What it doesn’t address, however, is that at the end of the day I am basically lazy — and despite having so many measuring spoons and cups that my cupboard looks like a poorly played game of culinary Jenga, I still just haphazardly dole out my morning oatmeal with a coffee cup and get on with my goddamn day.
And quite frankly, as long as my food choices are good — yes, as in “clean” — I’ve never had to be that anal to get in shape anyway.
But for all its faults, measuring intake works. If the average person just focused on controlling the quality and quantity of the calories they take in versus relative trivia like “when you go to Walmart, park at the end of the lot” they’d be way further along.
It reminds me of that old personal trainer joke: “What do you call a guy who ignores his diet but brags about how many calories he burned on his elliptical machine?”
Fat.
Of course the real magic happens when you do both — control intake and expenditure.
To lose fat, bodybuilders and physique athletes typically use a “ladder” approach (gradually decrease calories while increasing cardio).
However, I recently happened upon a decade-old article by my friend Dr. John Berardi of Precision Nutrition. JB talked about helping a guy lose fat by ramping up his calorie expenditure every week (through cardiovascular exercise), while at the same time increasing calories weekly to offset any weight loss. (This would later form the basis of JB’s G-flux series).
After a month or two, when the trainee was eating a ton and doing upwards of an hour of cardio a day, JB “pulled the rug out” by dropping calories to maintenance while reducing the cardio to something more manageable.
The result, he says, was a fast drop in bodyfat; especially at first, until the metabolism “caught up” and accounted for the reduction in energy intake.
Now exercise more, eat more isn’t new. It’s also something that I’ve been toying with myself lately; specifically weight training twice a day while eating higher carbs and calories. It feels great, dare I say like a real athlete, though I’m curious to see how I’ll respond in a month or so when I “pull the rug out” from my own diet and change some of these weight training sessions to basic cardio.

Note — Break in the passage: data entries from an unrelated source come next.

#[tokio::main]
async fn main() {
    if let Err(err) = taxosim::cli::main().await {
        eprintln!("{err}");
        std::process::exit(1);
    }
}
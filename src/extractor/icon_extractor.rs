//! Crop-and-save pass over the crop table
//!
//! The extractor loads the source image once and then walks the crop table
//! in declaration order, cutting each box out and writing it next to the
//! other icons. The first failure stops the run; files already written
//! stay on disk.

use std::io;
use std::path::{Path, PathBuf};

use image::{DynamicImage, GenericImageView, ImageReader};
use log::{debug, info, warn};

use crate::errors::{ExtractError, ExtractResult};
use crate::utils::logger::Logger;
use crate::utils::progress::ProgressTracker;

use super::crop_spec::CropSpec;
use super::region::Region;

/// Result of one crop-and-save step
#[derive(Debug, Clone, PartialEq, Eq)]
pub struct CropOutcome {
    /// Output filename from the crop table
    pub name: String,
    /// Label from the crop table
    pub description: String,
    /// Where the cropped image was written
    pub output_path: PathBuf,
    /// Width of the written image
    pub width: u32,
    /// Height of the written image
    pub height: u32,
    /// Whether the box had to be clipped to the image bounds
    pub clipped: bool,
}

/// Planned crop for one table entry against a known image size
#[derive(Debug, Clone, PartialEq, Eq)]
pub struct PlannedCrop<'s> {
    pub spec: &'s CropSpec,
    /// Clipped region, `None` if nothing of the box lies inside the image
    pub region: Option<Region>,
    pub clipped: bool,
}

/// Cuts named regions out of a source image
pub struct IconExtractor<'a> {
    /// Logger for recording operations and reporting results
    logger: &'a Logger,
    /// Directory the cropped icons are written into
    output_dir: PathBuf,
}

impl<'a> IconExtractor<'a> {
    /// Create a new extractor writing into `output_dir`
    pub fn new(logger: &'a Logger, output_dir: impl Into<PathBuf>) -> Self {
        IconExtractor {
            logger,
            output_dir: output_dir.into(),
        }
    }

    /// Load and decode the source image
    ///
    /// The format is sniffed from the file content, falling back to the
    /// extension.
    ///
    /// # Errors
    /// `NotFound` if opening reports the path as missing, `Decode` for any
    /// other open failure or if the file is not a readable raster image.
    pub fn load(&self, path: &Path) -> ExtractResult<DynamicImage> {
        info!("Loading source image {}", path.display());

        let decode_err = |source: image::ImageError| ExtractError::Decode {
            path: path.to_path_buf(),
            source,
        };

        let reader = ImageReader::open(path).map_err(|e| match e.kind() {
            io::ErrorKind::NotFound => ExtractError::NotFound(path.to_path_buf()),
            _ => decode_err(image::ImageError::IoError(e)),
        })?;

        let image = reader
            .with_guessed_format()
            .map_err(|e| decode_err(image::ImageError::IoError(e)))?
            .decode()
            .map_err(decode_err)?;

        let (width, height) = image.dimensions();
        debug!("Decoded {} as {:?}, {}x{}", path.display(), image.color(), width, height);

        Ok(image)
    }

    /// Cut the spec's box out of `image`
    ///
    /// Boxes reaching past the image edges are clipped to the intersection.
    /// Returns the cropped image and the region actually used.
    pub fn crop(&self, image: &DynamicImage, spec: &CropSpec) -> ExtractResult<(DynamicImage, Region)> {
        let (width, height) = image.dimensions();

        let region = spec.crop_box.clip_to(width, height)
            .ok_or_else(|| ExtractError::InvalidBox {
                name: spec.name.clone(),
                crop_box: spec.crop_box,
            })?;

        if !spec.crop_box.fits_within(width, height) {
            warn!("Crop box {} for {} exceeds {}x{}, clipped to x={}, y={}, width={}, height={}",
                  spec.crop_box, spec.name, width, height,
                  region.x, region.y, region.width, region.height);
        }

        debug!("Cropping {}: x={}, y={}, end_x={}, end_y={}",
               spec.name, region.x, region.y, region.end_x(), region.end_y());

        let cropped = image.crop_imm(region.x, region.y, region.width, region.height);
        Ok((cropped, region))
    }

    /// Write an image to `output_path`, replacing any existing file
    ///
    /// The encoding follows the file extension. Missing directories are not
    /// created.
    pub fn save(&self, image: &DynamicImage, output_path: &Path) -> ExtractResult<()> {
        debug!("Writing {}", output_path.display());

        image.save(output_path).map_err(|source| ExtractError::Write {
            path: output_path.to_path_buf(),
            source,
        })
    }

    /// Work out what each spec would produce for an image of the given size
    pub fn plan<'s>(&self, specs: &'s [CropSpec], width: u32, height: u32) -> Vec<PlannedCrop<'s>> {
        specs.iter()
            .map(|spec| PlannedCrop {
                spec,
                region: spec.crop_box.clip_to(width, height),
                clipped: !spec.crop_box.fits_within(width, height),
            })
            .collect()
    }

    /// Load `source_path` once and crop every spec out of it, in order
    ///
    /// # Returns
    /// One outcome per spec, or the first error encountered
    pub fn run(&self, source_path: &Path, specs: &[CropSpec]) -> ExtractResult<Vec<CropOutcome>> {
        let image = self.load(source_path)?;
        let (width, height) = image.dimensions();
        self.logger.report(&format!("Image size: {}x{}", width, height))?;

        let progress = ProgressTracker::new(specs.len() as u64, "Extracting icons");
        let mut outcomes = Vec::with_capacity(specs.len());

        for spec in specs {
            progress.set_message(&spec.name);

            let (icon, region) = self.crop(&image, spec)?;
            let output_path = self.output_dir.join(&spec.name);
            self.save(&icon, &output_path)?;

            progress.suspend(|| -> ExtractResult<()> {
                self.logger.report(&format!("Saved {} - {}", spec.name, spec.description))?;
                self.logger.report(&format!("  Size: ({}, {})", region.width, region.height))?;
                Ok(())
            })?;
            progress.increment(1);

            outcomes.push(CropOutcome {
                name: spec.name.clone(),
                description: spec.description.clone(),
                output_path,
                width: region.width,
                height: region.height,
                clipped: !spec.crop_box.fits_within(width, height),
            });
        }

        progress.finish();
        info!("Extracted {} icons into {}", outcomes.len(), self.output_dir.display());

        Ok(outcomes)
    }
}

But it also got me thinking how people tend to “pigeon hole” exercise.
Lifting weights, to guys, is always about getting “bigger and stronger.” But especially bigger. And for many women it’s to “get more defined” or worse, “toned.” Translation, get smaller.

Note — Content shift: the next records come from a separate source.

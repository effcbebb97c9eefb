pub mod errors;
pub mod config;
pub mod utils;
pub mod extractor;
pub mod commands;

pub use errors::{ExtractError, ExtractResult};
pub use config::ExtractConfig;
pub use extractor::{icon_table, CropBox, CropOutcome, CropSpec, IconExtractor, Region};
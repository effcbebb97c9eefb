//! Crop box structure for defining icon rectangles
//!
//! A CropBox is the rectangle as written in the crop table, in
//! `(left, top, right, bottom)` order. Right and bottom are exclusive.
//! Coordinates are signed so boxes hanging past the top or left edge can
//! still be expressed and clipped.

use std::fmt;

use super::region::Region;

/// A rectangle in source-image pixel coordinates
#[derive(Debug, Clone, Copy, PartialEq, Eq)]
pub struct CropBox {
    /// Left edge (inclusive)
    pub left: i32,
    /// Top edge (inclusive)
    pub top: i32,
    /// Right edge (exclusive)
    pub right: i32,
    /// Bottom edge (exclusive)
    pub bottom: i32,
}

impl CropBox {
    /// Create a new crop box
    pub const fn new(left: i32, top: i32, right: i32, bottom: i32) -> Self {
        CropBox { left, top, right, bottom }
    }

    /// Build a crop box from a four-element slice, as stored in the table
    pub fn from_slice(values: &[i64]) -> Result<Self, String> {
        if values.len() != 4 {
            return Err(format!("Crop box must have 4 values, found {}", values.len()));
        }

        let mut coords = [0i32; 4];
        for (slot, value) in coords.iter_mut().zip(values) {
            *slot = i32::try_from(*value)
                .map_err(|_| format!("Crop box coordinate out of range: {}", value))?;
        }

        Ok(CropBox::new(coords[0], coords[1], coords[2], coords[3]))
    }

    /// Get the width of the box (may be zero or negative when degenerate)
    pub fn width(&self) -> i64 {
        self.right as i64 - self.left as i64
    }

    /// Get the height of the box (may be zero or negative when degenerate)
    pub fn height(&self) -> i64 {
        self.bottom as i64 - self.top as i64
    }

    /// A box with `left >= right` or `top >= bottom` encloses no pixels
    pub fn is_degenerate(&self) -> bool {
        self.width() <= 0 || self.height() <= 0
    }

    /// Check whether the box lies fully inside an image of the given size
    pub fn fits_within(&self, width: u32, height: u32) -> bool {
        self.left >= 0 && self.top >= 0
            && self.right as i64 <= width as i64
            && self.bottom as i64 <= height as i64
    }

    /// Clip the box to the bounds of an image
    ///
    /// Returns the intersection of the box with `[0,width]×[0,height]` as a
    /// pixel region, or `None` when the box is degenerate or the
    /// intersection is empty.
    pub fn clip_to(&self, width: u32, height: u32) -> Option<Region> {
        if self.is_degenerate() {
            return None;
        }

        let left = (self.left as i64).clamp(0, width as i64);
        let top = (self.top as i64).clamp(0, height as i64);
        let right = (self.right as i64).clamp(0, width as i64);
        let bottom = (self.bottom as i64).clamp(0, height as i64);

        if right <= left || bottom <= top {
            return None;
        }

        Some(Region::new(
            left as u32,
            top as u32,
            (right - left) as u32,
            (bottom - top) as u32,
        ))
    }
}

impl fmt::Display for CropBox {
    fn fmt(&self, f: &mut fmt::Formatter<'_>) -> fmt::Result {
        write!(f, "({}, {}, {}, {})", self.left, self.top, self.right, self.bottom)
    }
}
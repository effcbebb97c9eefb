//! Named crop specifications

use super::crop_box::CropBox;

/// One entry of the crop table: where to cut and what to call the result
#[derive(Debug, Clone, PartialEq, Eq)]
pub struct CropSpec {
    /// Output filename, unique within the table
    pub name: String,
    /// Rectangle to cut out of the source image
    pub crop_box: CropBox,
    /// Human-readable label, informational only
    pub description: String,
}

impl CropSpec {
    pub fn new(name: impl Into<String>, crop_box: CropBox, description: impl Into<String>) -> Self {
        CropSpec {
            name: name.into(),
            crop_box,
            description: description.into(),
        }
    }
}
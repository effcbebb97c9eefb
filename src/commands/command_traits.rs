//! Command pattern interfaces
//!
//! This module defines the Command pattern interfaces for the CLI.

use crate::config::ExtractConfig;
use crate::errors::ExtractResult;
use crate::utils::logger::Logger;

/// Represents an executable command in the application
pub trait Command {
    /// Execute the command
    fn execute(&self) -> ExtractResult<()>;
}

/// Factory for creating commands from CLI arguments
pub trait CommandFactory<'a> {
    /// Create a new Command instance based on CLI arguments
    ///
    /// # Arguments
    /// * `args` - CLI argument matches from clap
    /// * `config` - Paths resolved from the arguments
    /// * `logger` - Logger for recording operations
    ///
    /// # Returns
    /// A command that implements the Command trait, or an error
    fn create_command(&self, args: &clap::ArgMatches, config: ExtractConfig,
                      logger: &'a Logger) -> ExtractResult<Box<dyn Command + 'a>>;
}
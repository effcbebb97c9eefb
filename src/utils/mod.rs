//! Utility modules for common functionality
//!
//! Logging and progress reporting shared by the extractor and the commands.

pub mod logger;
pub(crate) mod progress;
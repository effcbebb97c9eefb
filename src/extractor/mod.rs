//! Icon extraction from a source image
//!
//! This module holds the crop table, the geometry types used to describe
//! crops, and the extractor that performs the crop-and-save pass.

mod region;
mod crop_box;
mod crop_spec;
mod table;
mod icon_extractor;

// Public exports
pub use region::Region;
pub use crop_box::CropBox;
pub use crop_spec::CropSpec;
pub use table::{icon_table, parse_crop_table};
pub use icon_extractor::{CropOutcome, IconExtractor, PlannedCrop};
//! Built-in crop table
//!
//! The icon positions ship as a TOML document compiled into the binary.
//! It is parsed once on first use and cached for the rest of the run.

use std::collections::HashSet;

use lazy_static::lazy_static;
use log::debug;

use crate::errors::{ExtractError, ExtractResult};
use super::crop_box::CropBox;
use super::crop_spec::CropSpec;

lazy_static! {
    static ref ICON_TABLE: Result<Vec<CropSpec>, String> = {
        let content = include_str!("../../icons.toml");
        parse_crop_table(content).map_err(|e| e.to_string())
    };
}

/// Get the built-in crop table in declaration order
pub fn icon_table() -> ExtractResult<&'static [CropSpec]> {
    match &*ICON_TABLE {
        Ok(specs) => Ok(specs.as_slice()),
        Err(msg) => Err(ExtractError::Table(msg.clone())),
    }
}

/// Parse a crop table from a TOML string
///
/// Expects an `[[icon]]` array whose entries carry `name`, `box` (four
/// integers) and `description`. Names must be unique and boxes must not be
/// degenerate.
pub fn parse_crop_table(content: &str) -> ExtractResult<Vec<CropSpec>> {
    let toml_value: toml::Value = content.parse()
        .map_err(|e| ExtractError::Table(format!("Failed to parse TOML: {}", e)))?;

    let entries = toml_value.get("icon")
        .and_then(|v| v.as_array())
        .ok_or_else(|| ExtractError::Table("Missing [[icon]] entries".to_string()))?;

    let mut specs = Vec::with_capacity(entries.len());
    let mut seen_names = HashSet::new();

    for (index, entry) in entries.iter().enumerate() {
        let name = string_field(entry, "name", index)?;
        let description = string_field(entry, "description", index)?;

        let coords = entry.get("box")
            .and_then(|v| v.as_array())
            .ok_or_else(|| ExtractError::Table(format!("Entry {} has no box", index)))?
            .iter()
            .map(|v| v.as_integer()
                .ok_or_else(|| ExtractError::Table(format!("Entry {} box holds a non-integer", index))))
            .collect::<ExtractResult<Vec<i64>>>()?;

        let crop_box = CropBox::from_slice(&coords)
            .map_err(|e| ExtractError::Table(format!("Entry {}: {}", index, e)))?;

        if crop_box.is_degenerate() {
            return Err(ExtractError::InvalidBox { name, crop_box });
        }

        if !seen_names.insert(name.clone()) {
            return Err(ExtractError::Table(format!("Duplicate icon name: {}", name)));
        }

        debug!("Crop table entry {}: {} {}", index, name, crop_box);
        specs.push(CropSpec::new(name, crop_box, description));
    }

    Ok(specs)
}

fn string_field(entry: &toml::Value, key: &str, index: usize) -> ExtractResult<String> {
    entry.get(key)
        .and_then(|v| v.as_str())
        .map(str::to_string)
        .ok_or_else(|| ExtractError::Table(format!("Entry {} is missing '{}'", index, key)))
}
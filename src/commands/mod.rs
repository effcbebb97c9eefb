//! CLI command implementations
//!
//! This module contains implementations of the commands supported by the
//! CLI application using the Command pattern.

pub mod command_traits;
pub mod extract_command;
pub mod list_command;

pub use command_traits::{Command, CommandFactory};
pub use extract_command::ExtractCommand;
pub use list_command::ListCommand;

use clap::ArgMatches;
use crate::config::ExtractConfig;
use crate::errors::ExtractResult;
use crate::utils::logger::Logger;

/// Factory for creating command instances based on CLI arguments
pub struct IconsCommandFactory;

impl IconsCommandFactory {
    /// Create a new factory instance
    pub fn new() -> Self {
        IconsCommandFactory
    }
}

impl<'a> CommandFactory<'a> for IconsCommandFactory {
    fn create_command(&self, args: &ArgMatches, config: ExtractConfig,
                      logger: &'a Logger) -> ExtractResult<Box<dyn Command + 'a>> {
        if args.get_flag("list") {
            Ok(Box::new(ListCommand::new(config, logger)))
        } else {
            // Extraction is the default
            Ok(Box::new(ExtractCommand::new(config, logger)))
        }
    }
}
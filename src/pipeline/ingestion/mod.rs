// Pipeline ingestion: paged contact stores, caching and rate limiting

pub mod cache;
pub mod rate_limiter;
pub mod store;

pub use cache::TtlCache;
pub use rate_limiter::{Limits, RateLimiter};
pub use store::{fetch_all, CachedContactStore, ContactStore, InMemoryContactStore, JsonFileContactStore};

Cardiovascular exercise, on the other hand, is to “burn bodyfat,” while maybe improving your cardiovascular health along the way.

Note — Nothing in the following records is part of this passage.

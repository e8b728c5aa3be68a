use serde::{Deserialize, Serialize};
use std::fs;
use std::path::{Path, PathBuf};
use std::time::Duration;
use tracing::{debug, info};

use crate::constants::{
    CONFIG_PATH_ENV, DEFAULT_BATCH_SIZE, DEFAULT_CACHE_TTL_SECS, DEFAULT_CONFIG_PATH,
    DEFAULT_PAGE_SIZE, DEFAULT_SIMILARITY_THRESHOLD,
};
use crate::domain::ContactField;
use crate::error::{PipelineError, Result};
use crate::pipeline::batch::BatchProcessingOptions;
use crate::pipeline::ingestion::{Limits, RateLimiter};
use crate::pipeline::processing::normalize::rules::NormalizationRule;

#[derive(Debug, Clone, Default, PartialEq, Serialize, Deserialize)]
#[serde(default)]
pub struct Config {
    pub batch: BatchConfig,
    pub normalization: NormalizationConfig,
    pub store: StoreConfig,
}

#[derive(Debug, Clone, PartialEq, Serialize, Deserialize)]
#[serde(default)]
pub struct BatchConfig {
    pub batch_size: usize,
    pub similarity_threshold: f64,
    pub cross_batch_reconciliation: bool,
}

impl Default for BatchConfig {
    fn default() -> Self {
        Self {
            batch_size: DEFAULT_BATCH_SIZE,
            similarity_threshold: DEFAULT_SIMILARITY_THRESHOLD,
            cross_batch_reconciliation: false,
        }
    }
}

#[derive(Debug, Clone, Default, PartialEq, Serialize, Deserialize)]
#[serde(default)]
pub struct NormalizationConfig {
    /// Applied after the built-in rules, in order
    pub custom_rules: Vec<PatternRuleConfig>,
}

#[derive(Debug, Clone, PartialEq, Serialize, Deserialize)]
pub struct PatternRuleConfig {
    pub field: ContactField,
    pub pattern: String,
    #[serde(default)]
    pub replacement: String,
    #[serde(default)]
    pub description: String,
}

impl PatternRuleConfig {
    pub fn to_rule(&self) -> Result<NormalizationRule> {
        let description = if self.description.is_empty() {
            format!("Custom pattern {} on {}", self.pattern, self.field)
        } else {
            self.description.clone()
        };
        NormalizationRule::pattern(self.field, &self.pattern, &self.replacement, description)
    }
}

#[derive(Debug, Clone, PartialEq, Serialize, Deserialize)]
#[serde(default)]
pub struct StoreConfig {
    pub page_size: usize,
    pub cache_ttl_secs: u64,
    /// Unset means unlimited
    pub requests_per_min: Option<u64>,
}

impl Default for StoreConfig {
    fn default() -> Self {
        Self {
            page_size: DEFAULT_PAGE_SIZE,
            cache_ttl_secs: DEFAULT_CACHE_TTL_SECS,
            requests_per_min: None,
        }
    }
}

impl StoreConfig {
    pub fn cache_ttl(&self) -> Duration {
        Duration::from_secs(self.cache_ttl_secs)
    }

    pub fn rate_limiter(&self) -> Option<RateLimiter> {
        self.requests_per_min.map(|rpm| {
            RateLimiter::new(Limits {
                requests_per_min: Some(rpm),
                concurrency: None,
            })
        })
    }
}

impl Config {
    /// Path from `CONTACT_PIPELINE_CONFIG`, or the default file name
    pub fn default_path() -> PathBuf {
        std::env::var(CONFIG_PATH_ENV)
            .map(PathBuf::from)
            .unwrap_or_else(|_| PathBuf::from(DEFAULT_CONFIG_PATH))
    }

    pub fn load() -> Result<Self> {
        Self::load_from(Self::default_path())
    }

    pub fn load_from(path: impl AsRef<Path>) -> Result<Self> {
        let path = path.as_ref();
        let config_content = fs::read_to_string(path).map_err(|e| {
            PipelineError::Config(format!("Failed to read config file '{}': {}", path.display(), e))
        })?;

        let config: Config = toml::from_str(&config_content)?;
        config.validate()?;
        info!("Loaded configuration from {}", path.display());
        Ok(config)
    }

    /// Like [`Config::load_from`], but a missing file yields the defaults
    pub fn load_or_default(path: impl AsRef<Path>) -> Result<Self> {
        let path = path.as_ref();
        if !path.exists() {
            debug!("No config file at {}, using defaults", path.display());
            return Ok(Self::default());
        }
        Self::load_from(path)
    }

    pub fn validate(&self) -> Result<()> {
        if self.batch.batch_size == 0 {
            return Err(PipelineError::InvalidConfiguration(
                "batch.batch_size must be greater than 0".to_string(),
            ));
        }
        if !(0.0..=1.0).contains(&self.batch.similarity_threshold) {
            return Err(PipelineError::InvalidConfiguration(format!(
                "batch.similarity_threshold must be within [0, 1], got {}",
                self.batch.similarity_threshold
            )));
        }
        if self.store.page_size == 0 {
            return Err(PipelineError::InvalidConfiguration(
                "store.page_size must be greater than 0".to_string(),
            ));
        }
        for rule in &self.normalization.custom_rules {
            if !rule.field.is_normalizable() {
                return Err(PipelineError::InvalidConfiguration(format!(
                    "field {} cannot carry normalization rules",
                    rule.field
                )));
            }
            rule.to_rule()?;
        }
        Ok(())
    }

    pub fn custom_rules(&self) -> Result<Vec<NormalizationRule>> {
        self.normalization
            .custom_rules
            .iter()
            .map(PatternRuleConfig::to_rule)
            .collect()
    }

    /// Batch options carrying the configured sizes, without callbacks
    pub fn batch_options(&self) -> BatchProcessingOptions {
        BatchProcessingOptions::new()
            .batch_size(self.batch.batch_size)
            .similarity_threshold(self.batch.similarity_threshold)
            .cross_batch_reconciliation(self.batch.cross_batch_reconciliation)
    }
}

#[cfg(test)]
mod tests {
    use super::*;
    use std::io::Write;

    #[test]
    fn test_missing_file_uses_defaults() {
        let dir = tempfile::tempdir().unwrap();
        let config = Config::load_or_default(dir.path().join("absent.toml")).unwrap();

        assert_eq!(config, Config::default());
        assert_eq!(config.batch.batch_size, 50);
        assert_eq!(config.batch.similarity_threshold, 0.8);
        assert_eq!(config.store.page_size, 100);
    }

    #[test]
    fn test_load_with_custom_rules() {
        let mut file = tempfile::NamedTempFile::new().unwrap();
        writeln!(
            file,
            r#"
[batch]
batch_size = 10
cross_batch_reconciliation = true

[[normalization.custom_rules]]
field = "company"
pattern = "\\s+Inc\\.?$"
replacement = ""
description = "Drop Inc suffix"
"#
        )
        .unwrap();

        let config = Config::load_from(file.path()).unwrap();

        assert_eq!(config.batch.batch_size, 10);
        assert_eq!(config.batch.similarity_threshold, 0.8);
        assert!(config.batch.cross_batch_reconciliation);
        let rules = config.custom_rules().unwrap();
        assert_eq!(rules.len(), 1);
        assert_eq!(rules[0].description, "Drop Inc suffix");
    }

    #[test]
    fn test_validate_rejects_bad_values() {
        let mut config = Config::default();
        config.batch.batch_size = 0;
        assert!(matches!(config.validate(), Err(PipelineError::InvalidConfiguration(_))));

        let mut config = Config::default();
        config.batch.similarity_threshold = -0.1;
        assert!(config.validate().is_err());

        let mut config = Config::default();
        config.normalization.custom_rules.push(PatternRuleConfig {
            field: ContactField::Email,
            pattern: "(".to_string(),
            replacement: String::new(),
            description: String::new(),
        });
        assert!(matches!(config.validate(), Err(PipelineError::Regex(_))));
    }

    #[test]
    fn test_unreadable_file_is_config_error() {
        assert!(matches!(
            Config::load_from("/nonexistent/contact_pipeline.toml"),
            Err(PipelineError::Config(_))
        ));
    }
}
use std::sync::Arc;
use tokio::sync::watch;

/// Shared pause flag for a batch run.
///
/// Clones observe and drive the same flag. Waiters are woken by `resume`
/// rather than polling.
#[derive(Debug, Clone)]
pub struct PauseHandle {
    tx: Arc<watch::Sender<bool>>,
}

impl Default for PauseHandle {
    fn default() -> Self {
        Self::new()
    }
}

impl PauseHandle {
    pub fn new() -> Self {
        let (tx, _rx) = watch::channel(false);
        Self { tx: Arc::new(tx) }
    }

    pub fn pause(&self) {
        self.tx.send_replace(true);
    }

    pub fn resume(&self) {
        self.tx.send_replace(false);
    }

    pub fn is_paused(&self) -> bool {
        *self.tx.borrow()
    }

    /// Resolve once the flag is clear. Returns whether it had to wait.
    pub async fn wait_until_resumed(&self) -> bool {
        let mut rx = self.tx.subscribe();
        if !*rx.borrow_and_update() {
            return false;
        }
        // The sender lives in `self`, so the channel cannot close under us
        let _ = rx.wait_for(|paused| !*paused).await;
        true
    }
}

#[cfg(test)]
mod tests {
    use super::*;
    use std::time::Duration;

    #[tokio::test]
    async fn test_wait_returns_immediately_when_not_paused() {
        let handle = PauseHandle::new();
        assert!(!handle.wait_until_resumed().await);
    }

    #[tokio::test]
    async fn test_resume_wakes_waiter() {
        let handle = PauseHandle::new();
        handle.pause();
        assert!(handle.is_paused());

        let waiter = {
            let handle = handle.clone();
            tokio::spawn(async move { handle.wait_until_resumed().await })
        };

        tokio::time::sleep(Duration::from_millis(20)).await;
        assert!(!waiter.is_finished());

        handle.resume();
        let waited = tokio::time::timeout(Duration::from_secs(1), waiter)
            .await
            .expect("waiter should wake")
            .unwrap();
        assert!(waited);
        assert!(!handle.is_paused());
    }
}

And running hills, like Karl Malden and Michael Douglas chasing a bad guy in The Streets of San Francisco, is supposed to make you “more awesomer”.
But it’s foolish to get stuck on these labels.
Ladies, you can easily turn weight training into a hellacious fat burning workout.
Guys can too — you don’t even need to go super high reps or start inventing circus exercises. Just use basic lifts with short rest intervals and slow eccentrics. Or stack several exercises together into a complex. Throw in some strongman work and have fun.
And although they certainly work well, you don’t “need” intervals or hill sprints to get into shape, nor is cardiovascular exercise a “requirement” to burn fat. How much cardio did Arnold and the gang do back in the day? Unless chasing waitresses around Santa Monica qualifies.
On the flip side, what about using a little cardio to help gain muscle? Thirty minutes of light walking will get you out of a recovery hole faster than lying on the couch wondering why you crushed yourself so hard the day before. It even improves insulin sensitivity. So there.
Maybe the message is, none of this is cut and dried?
That while there are best practices for every goal, there are still many different ways to challenge or condition your body to become bigger, stronger, leaner, and better.
So listen to experts, the real ones, especially the ones that have been there before, yet don’t be afraid to open your sails and leave the safe harbors of what you think you know.
As Dave Tate says, figure shit out for yourself.
Just remember, if you’re not losing fat, it’s your fucking diet okay?
Eat less shit. You owe me 400 million.